DATA EXTRACT:
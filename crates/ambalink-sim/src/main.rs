// SPDX-License-Identifier: GPL-3.0-or-later
// Copyright 2026 Tobias Sarnowski

//! Host simulator for the AmbaLink IPC core.
//!
//! Runs the Linux and RTOS halves of the lock tables, the ambafs client
//! and the link-control channel against one simulated PPM.

mod board;
mod fs_demo;
mod link_demo;

use std::fmt;
use std::io::{self, Write};
use std::process::ExitCode;
use std::thread;

use ambalink_abi::layout::{NUM_MUTEX, RPMSG_BUF_SIZE, RPMSG_NUM_BUFS};
use ambalink_abi::{Paddr, PpmLayout, RingConfig};
use ambalink_ipc::diag::{
    CommandError, MUTEX_USAGE, MutexCommand, SPINLOCK_USAGE, SpinlockCommand,
};
use ambalink_ipc::SharedRegionError;
use ambalink_rpmsg::linkctrl::parse_c_uint;
use ambalink_rpmsg::{FsError, LinkCtrlError};
use clap::{Parser, Subcommand};
use tracing::{error, info};
use tracing_subscriber::EnvFilter;

use crate::board::{Board, Core};
use crate::fs_demo::FsOptions;

/// Default physical base of the PPM.
const DEFAULT_BASE: &str = "0x78000000";

#[derive(Parser, Debug)]
#[command(author, version, about, long_about = None)]
struct Cli {
    /// Physical base address of shared memory (C integer syntax).
    #[arg(long, global = true, default_value = DEFAULT_BASE)]
    base: String,

    /// RPMSG buffers per ring.
    #[arg(long, global = true, default_value_t = RPMSG_NUM_BUFS)]
    bufs: u64,

    /// RPMSG buffer size in bytes.
    #[arg(long, global = true, default_value_t = RPMSG_BUF_SIZE)]
    buf_size: u64,

    #[command(subcommand)]
    command: SimCommand,
}

#[derive(Subcommand, Debug)]
enum SimCommand {
    /// Print the shared-memory layout.
    Layout,
    /// Run mutex exerciser commands on the Linux core ("n +", "n -").
    Mutex {
        #[arg(required = true)]
        commands: Vec<String>,
    },
    /// Run spinlock exerciser commands on the Linux core ("id [ms]").
    Spinlock {
        #[arg(required = true)]
        commands: Vec<String>,
    },
    /// Let both cores fight over one mutex.
    Contend {
        /// Mutex id.
        #[arg(long, default_value_t = 0)]
        id: usize,
        /// Lock rounds per core.
        #[arg(long, default_value_t = 1000)]
        rounds: u64,
    },
    /// List and revalidate a remote tree through ambafs.
    Fs {
        /// Files in the listed directory.
        #[arg(long, default_value_t = 12)]
        files: usize,
        /// Records per listing batch.
        #[arg(long, default_value_t = 5)]
        batch: u8,
        /// Entries accepted per listing page.
        #[arg(long, default_value_t = 4)]
        page: usize,
        /// Mount root on the RTOS side.
        #[arg(long, default_value = "c:")]
        root: String,
    },
    /// Exchange link-control messages with the RTOS.
    Link,
}

// =============================================================================
// Errors
// =============================================================================

/// Why a simulator run failed.
#[derive(Debug)]
enum SimError {
    Io(io::Error),
    BadBase(String),
    Command(CommandError),
    Region(SharedRegionError),
    Fs(FsError),
    Link(LinkCtrlError),
    Mismatch { expected: u64, found: u64 },
}

impl fmt::Display for SimError {
    fn fmt(&self, f: &mut fmt::Formatter<'_>) -> fmt::Result {
        match self {
            Self::Io(err) => write!(f, "output failed: {err}"),
            Self::BadBase(raw) => write!(f, "bad base address: {raw:?}"),
            Self::Command(err) => write!(f, "{err}"),
            Self::Region(err) => write!(f, "shared memory: {err}"),
            Self::Fs(err) => write!(f, "ambafs: {err}"),
            Self::Link(err) => write!(f, "link control: {err}"),
            Self::Mismatch { expected, found } => {
                write!(f, "counter is {found}, expected {expected}")
            }
        }
    }
}

impl std::error::Error for SimError {}

impl From<io::Error> for SimError {
    fn from(err: io::Error) -> Self {
        Self::Io(err)
    }
}

impl From<CommandError> for SimError {
    fn from(err: CommandError) -> Self {
        Self::Command(err)
    }
}

impl From<SharedRegionError> for SimError {
    fn from(err: SharedRegionError) -> Self {
        Self::Region(err)
    }
}

impl From<FsError> for SimError {
    fn from(err: FsError) -> Self {
        Self::Fs(err)
    }
}

impl From<LinkCtrlError> for SimError {
    fn from(err: LinkCtrlError) -> Self {
        Self::Link(err)
    }
}

// =============================================================================
// Commands
// =============================================================================

fn layout(out: &mut impl Write, layout: &PpmLayout) -> Result<(), SimError> {
    let rows = [
        ("vring c0->c1", layout.vring_c0_to_c1()),
        ("vring c1->c0", layout.vring_c1_to_c0()),
        ("spinlocks", layout.slock_table()),
        ("mutexes", layout.mutex_table()),
        ("suspend backup", layout.suspend_backup()),
        ("rpc profile", layout.rpc_profile()),
        ("rpmsg profile", layout.rpmsg_profile()),
        ("end", layout.total_size()),
    ];
    let ring = layout.ring();
    writeln!(
        out,
        "ring: {} buffers of {} bytes",
        ring.num_bufs, ring.buf_size
    )?;
    for (name, offset) in rows {
        writeln!(
            out,
            "{name:<16} +{offset:#09x}  {:#010x}",
            layout.paddr(offset).as_u64()
        )?;
    }
    Ok(())
}

fn mutex(out: &mut impl Write, core: &Core, commands: &[String]) -> Result<(), SimError> {
    let table = core.mutexes();
    for line in commands {
        let parsed = MutexCommand::parse(line).and_then(|cmd| cmd.apply(table).map(|()| cmd));
        let cmd = match parsed {
            Ok(cmd) => cmd,
            Err(err) => {
                writeln!(out, "{MUTEX_USAGE}")?;
                return Err(err.into());
            }
        };
        writeln!(
            out,
            "mutex {}: owner {:?} count {:?} waiters {:?}",
            cmd.id,
            table.owner(cmd.id),
            table.count(cmd.id),
            table.wait_list(cmd.id)
        )?;
    }
    Ok(())
}

fn spinlock(out: &mut impl Write, core: &Core, commands: &[String]) -> Result<(), SimError> {
    let table = core.spinlocks();
    for line in commands {
        let parsed = SpinlockCommand::parse(line).and_then(|cmd| cmd.apply(table).map(|()| cmd));
        let cmd = match parsed {
            Ok(cmd) => cmd,
            Err(err) => {
                writeln!(out, "{SPINLOCK_USAGE}")?;
                return Err(err.into());
            }
        };
        writeln!(out, "spinlock {}: word {:?}", cmd.id, table.peek(cmd.id))?;
    }
    Ok(())
}

fn contend(out: &mut impl Write, board: &Board, id: usize, rounds: u64) -> Result<(), SimError> {
    if id >= NUM_MUTEX {
        return Err(CommandError::IdOutOfRange {
            id,
            size: NUM_MUTEX,
        }
        .into());
    }
    let counter = board.scratch;
    board.linux.region().publish_u64(counter, 0);

    thread::scope(|scope| {
        for core in [&board.linux, &board.rtos] {
            scope.spawn(move || {
                let region = core.region();
                for _ in 0..rounds {
                    core.mutexes().lock(id);
                    let value = region.acquire_u64(counter);
                    region.publish_u64(counter, value + 1);
                    core.mutexes().unlock(id);
                }
            });
        }
    });

    let found = board.linux.region().acquire_u64(counter);
    let expected = rounds * 2;
    if found != expected {
        return Err(SimError::Mismatch { expected, found });
    }
    writeln!(out, "counter {found} after {rounds} rounds per core")?;
    for (name, core) in [("linux", &board.linux), ("rtos", &board.rtos)] {
        writeln!(
            out,
            "{name}: woken {} times",
            core.mutexes().wake_count(id).unwrap_or(0)
        )?;
    }
    Ok(())
}

fn run(cli: Cli) -> Result<(), SimError> {
    let base = parse_c_uint(cli.base.as_bytes())
        .map(|raw| Paddr::new(u64::from(raw)))
        .ok_or_else(|| SimError::BadBase(cli.base.clone()))?;
    let ring = RingConfig::new(cli.bufs, cli.buf_size);
    let mut out = io::stdout().lock();

    if matches!(cli.command, SimCommand::Layout) {
        return layout(&mut out, &PpmLayout::new(base, ring));
    }

    let board = Board::new(base, ring)?;
    match cli.command {
        // Printed without bringing up the board.
        SimCommand::Layout => Ok(()),
        SimCommand::Mutex { commands } => mutex(&mut out, &board.linux, &commands),
        SimCommand::Spinlock { commands } => spinlock(&mut out, &board.linux, &commands),
        SimCommand::Contend { id, rounds } => contend(&mut out, &board, id, rounds),
        SimCommand::Fs {
            files,
            batch,
            page,
            root,
        } => fs_demo::run(
            &mut out,
            &board,
            &FsOptions {
                root,
                files,
                batch,
                page,
            },
        ),
        SimCommand::Link => link_demo::run(&mut out, &board),
    }
}

fn main() -> ExitCode {
    tracing_subscriber::fmt()
        .with_env_filter(
            EnvFilter::try_from_default_env().unwrap_or_else(|_| EnvFilter::new("info")),
        )
        .with_writer(io::stderr)
        .init();

    let cli = Cli::parse();
    info!(command = ?cli.command, "ambalink-sim");
    match run(cli) {
        Ok(()) => ExitCode::SUCCESS,
        Err(err) => {
            error!("{err}");
            ExitCode::FAILURE
        }
    }
}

WORK ITEM: When copying the data above, please keep exactly the lines from its first line through the line with "use crate::fs_demo::FsOptions;", both ends included, and drop the rest.

ANSWER BELOW:
filename crates/ambalink-sim/src/main.rs
// SPDX-License-Identifier: GPL-3.0-or-later
// Copyright 2026 Tobias Sarnowski

//! Host simulator for the AmbaLink IPC core.
//!
//! Runs the Linux and RTOS halves of the lock tables, the ambafs client
//! and the link-control channel against one simulated PPM.

mod board;
mod fs_demo;
mod link_demo;

use std::fmt;
use std::io::{self, Write};
use std::process::ExitCode;
use std::thread;

use ambalink_abi::layout::{NUM_MUTEX, RPMSG_BUF_SIZE, RPMSG_NUM_BUFS};
use ambalink_abi::{Paddr, PpmLayout, RingConfig};
use ambalink_ipc::diag::{
    CommandError, MUTEX_USAGE, MutexCommand, SPINLOCK_USAGE, SpinlockCommand,
};
use ambalink_ipc::SharedRegionError;
use ambalink_rpmsg::linkctrl::parse_c_uint;
use ambalink_rpmsg::{FsError, LinkCtrlError};
use clap::{Parser, Subcommand};
use tracing::{error, info};
use tracing_subscriber::EnvFilter;

use crate::board::{Board, Core};
use crate::fs_demo::FsOptions;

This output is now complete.